Required action
Below are several records. Retype exactly those lines running from the one with "pub const COUNTS_METRIC_NAME: &str" through the one with "pub const ERROR_CATEGORY: &str", end lines included, and no others.

Provided information
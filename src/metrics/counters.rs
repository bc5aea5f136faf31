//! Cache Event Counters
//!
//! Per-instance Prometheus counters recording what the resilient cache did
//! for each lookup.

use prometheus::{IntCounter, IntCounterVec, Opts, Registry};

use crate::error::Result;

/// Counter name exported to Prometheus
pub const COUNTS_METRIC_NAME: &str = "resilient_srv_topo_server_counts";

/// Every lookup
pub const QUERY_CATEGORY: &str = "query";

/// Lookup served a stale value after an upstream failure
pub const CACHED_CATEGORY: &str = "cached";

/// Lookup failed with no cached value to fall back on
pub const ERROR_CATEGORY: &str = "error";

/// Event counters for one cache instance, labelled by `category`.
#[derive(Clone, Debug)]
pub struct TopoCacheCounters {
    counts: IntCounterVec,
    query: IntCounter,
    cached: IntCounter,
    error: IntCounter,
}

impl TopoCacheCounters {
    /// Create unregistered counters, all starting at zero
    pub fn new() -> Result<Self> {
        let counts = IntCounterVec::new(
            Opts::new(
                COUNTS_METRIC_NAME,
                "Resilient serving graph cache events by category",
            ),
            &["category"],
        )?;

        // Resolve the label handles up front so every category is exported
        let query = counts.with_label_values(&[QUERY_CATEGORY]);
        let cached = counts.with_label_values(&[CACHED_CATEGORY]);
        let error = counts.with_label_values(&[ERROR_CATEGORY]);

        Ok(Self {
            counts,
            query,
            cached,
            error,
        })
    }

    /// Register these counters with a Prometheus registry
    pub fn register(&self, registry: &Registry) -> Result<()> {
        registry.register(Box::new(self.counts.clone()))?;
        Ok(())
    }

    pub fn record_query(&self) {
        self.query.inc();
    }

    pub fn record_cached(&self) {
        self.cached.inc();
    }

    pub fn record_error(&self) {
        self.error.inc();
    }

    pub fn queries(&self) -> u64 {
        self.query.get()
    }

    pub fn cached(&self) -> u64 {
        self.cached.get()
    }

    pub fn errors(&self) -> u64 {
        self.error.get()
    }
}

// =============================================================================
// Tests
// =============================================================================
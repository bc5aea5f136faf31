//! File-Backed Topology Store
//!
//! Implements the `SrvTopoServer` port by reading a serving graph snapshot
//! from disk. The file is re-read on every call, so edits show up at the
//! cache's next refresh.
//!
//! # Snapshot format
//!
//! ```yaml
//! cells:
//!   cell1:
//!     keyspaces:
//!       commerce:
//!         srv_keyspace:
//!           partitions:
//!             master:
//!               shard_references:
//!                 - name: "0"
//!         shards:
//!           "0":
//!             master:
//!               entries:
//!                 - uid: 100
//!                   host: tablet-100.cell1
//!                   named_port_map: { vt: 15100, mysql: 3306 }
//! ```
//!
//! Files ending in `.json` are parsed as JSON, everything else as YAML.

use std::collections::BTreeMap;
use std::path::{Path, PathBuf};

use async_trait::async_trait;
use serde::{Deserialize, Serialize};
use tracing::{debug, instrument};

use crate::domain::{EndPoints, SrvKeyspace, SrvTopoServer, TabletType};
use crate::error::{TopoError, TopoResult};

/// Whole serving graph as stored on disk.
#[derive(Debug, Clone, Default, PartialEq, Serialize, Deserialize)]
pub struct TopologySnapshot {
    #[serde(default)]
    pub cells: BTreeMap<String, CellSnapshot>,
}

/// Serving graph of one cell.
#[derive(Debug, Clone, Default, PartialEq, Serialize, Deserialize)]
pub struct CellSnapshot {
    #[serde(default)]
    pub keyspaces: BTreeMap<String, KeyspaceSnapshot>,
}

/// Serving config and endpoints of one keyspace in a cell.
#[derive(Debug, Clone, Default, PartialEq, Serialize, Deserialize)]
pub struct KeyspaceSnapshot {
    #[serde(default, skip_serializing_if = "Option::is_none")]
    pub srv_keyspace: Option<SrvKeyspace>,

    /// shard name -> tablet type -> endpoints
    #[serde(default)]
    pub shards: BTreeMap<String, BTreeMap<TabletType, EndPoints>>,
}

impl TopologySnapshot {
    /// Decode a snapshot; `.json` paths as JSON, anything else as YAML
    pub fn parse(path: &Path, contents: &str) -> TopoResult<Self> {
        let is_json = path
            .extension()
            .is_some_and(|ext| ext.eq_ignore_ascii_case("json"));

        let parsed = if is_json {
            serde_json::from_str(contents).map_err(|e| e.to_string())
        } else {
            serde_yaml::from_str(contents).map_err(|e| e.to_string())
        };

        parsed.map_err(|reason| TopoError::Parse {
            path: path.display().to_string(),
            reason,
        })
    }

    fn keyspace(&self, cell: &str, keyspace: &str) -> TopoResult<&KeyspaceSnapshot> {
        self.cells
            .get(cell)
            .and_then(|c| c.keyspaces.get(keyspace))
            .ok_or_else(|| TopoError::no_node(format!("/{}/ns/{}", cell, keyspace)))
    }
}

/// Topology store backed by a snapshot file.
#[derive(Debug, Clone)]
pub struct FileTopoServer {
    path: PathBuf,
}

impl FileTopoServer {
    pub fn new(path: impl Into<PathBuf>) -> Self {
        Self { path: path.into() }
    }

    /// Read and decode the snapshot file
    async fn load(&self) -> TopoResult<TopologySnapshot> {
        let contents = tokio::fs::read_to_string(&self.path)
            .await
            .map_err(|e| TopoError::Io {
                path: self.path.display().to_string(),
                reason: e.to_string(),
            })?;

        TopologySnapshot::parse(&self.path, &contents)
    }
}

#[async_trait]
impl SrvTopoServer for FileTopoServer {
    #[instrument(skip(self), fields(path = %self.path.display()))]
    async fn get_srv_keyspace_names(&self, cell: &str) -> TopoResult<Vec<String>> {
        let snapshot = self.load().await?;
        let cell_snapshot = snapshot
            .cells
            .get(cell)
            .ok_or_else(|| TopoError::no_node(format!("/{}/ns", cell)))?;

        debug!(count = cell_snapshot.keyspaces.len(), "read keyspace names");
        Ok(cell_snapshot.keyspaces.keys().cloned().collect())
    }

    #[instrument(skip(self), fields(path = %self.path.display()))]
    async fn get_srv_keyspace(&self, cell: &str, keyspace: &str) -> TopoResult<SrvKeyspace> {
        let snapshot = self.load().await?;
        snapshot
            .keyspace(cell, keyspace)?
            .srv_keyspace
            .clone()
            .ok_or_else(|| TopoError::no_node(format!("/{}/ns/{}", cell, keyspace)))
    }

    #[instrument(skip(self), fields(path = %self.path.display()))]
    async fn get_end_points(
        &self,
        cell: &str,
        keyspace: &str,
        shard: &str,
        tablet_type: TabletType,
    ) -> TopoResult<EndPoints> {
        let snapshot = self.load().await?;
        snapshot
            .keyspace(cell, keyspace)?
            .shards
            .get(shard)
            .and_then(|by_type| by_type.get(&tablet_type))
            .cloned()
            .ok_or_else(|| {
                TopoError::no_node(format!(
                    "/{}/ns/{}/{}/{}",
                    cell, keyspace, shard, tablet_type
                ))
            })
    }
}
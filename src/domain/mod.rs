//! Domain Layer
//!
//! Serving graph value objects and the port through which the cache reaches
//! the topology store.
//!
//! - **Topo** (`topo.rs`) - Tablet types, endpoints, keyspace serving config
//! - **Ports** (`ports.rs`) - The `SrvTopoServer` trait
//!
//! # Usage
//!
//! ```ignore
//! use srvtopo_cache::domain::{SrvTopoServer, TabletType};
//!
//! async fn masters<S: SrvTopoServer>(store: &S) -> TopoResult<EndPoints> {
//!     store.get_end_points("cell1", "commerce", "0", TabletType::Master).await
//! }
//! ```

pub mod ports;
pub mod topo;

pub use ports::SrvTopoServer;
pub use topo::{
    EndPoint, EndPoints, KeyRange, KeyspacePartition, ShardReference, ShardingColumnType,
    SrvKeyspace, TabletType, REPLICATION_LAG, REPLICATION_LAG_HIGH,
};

Your solution
pub const COUNTS_METRIC_NAME: &str = "resilient_srv_topo_server_counts";

/// Every lookup
pub const QUERY_CATEGORY: &str = "query";

/// Lookup served a stale value after an upstream failure
pub const CACHED_CATEGORY: &str = "cached";

/// Lookup failed with no cached value to fall back on
pub const ERROR_CATEGORY: &str = "error";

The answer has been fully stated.